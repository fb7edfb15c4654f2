//! Configuration module for dumpvault
//!
//! This module provides configuration management including:
//! - XDG-compliant path resolution
//! - Engine settings persistence
//! - The persisted backup schedule

pub mod paths;
pub mod schedule;
pub mod settings;

pub use paths::BackupPaths;
pub use schedule::{BackupScheduleConfig, DatabaseTarget, Frequency, RetentionPolicy};
pub use settings::{DatabaseEndpoint, Settings};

# # # #

### About this task
Among the lines above, find those carrying the word "settings" and copy them out.

### Reply
//! - Engine settings persistence
pub mod settings;
pub use settings::{DatabaseEndpoint, Settings};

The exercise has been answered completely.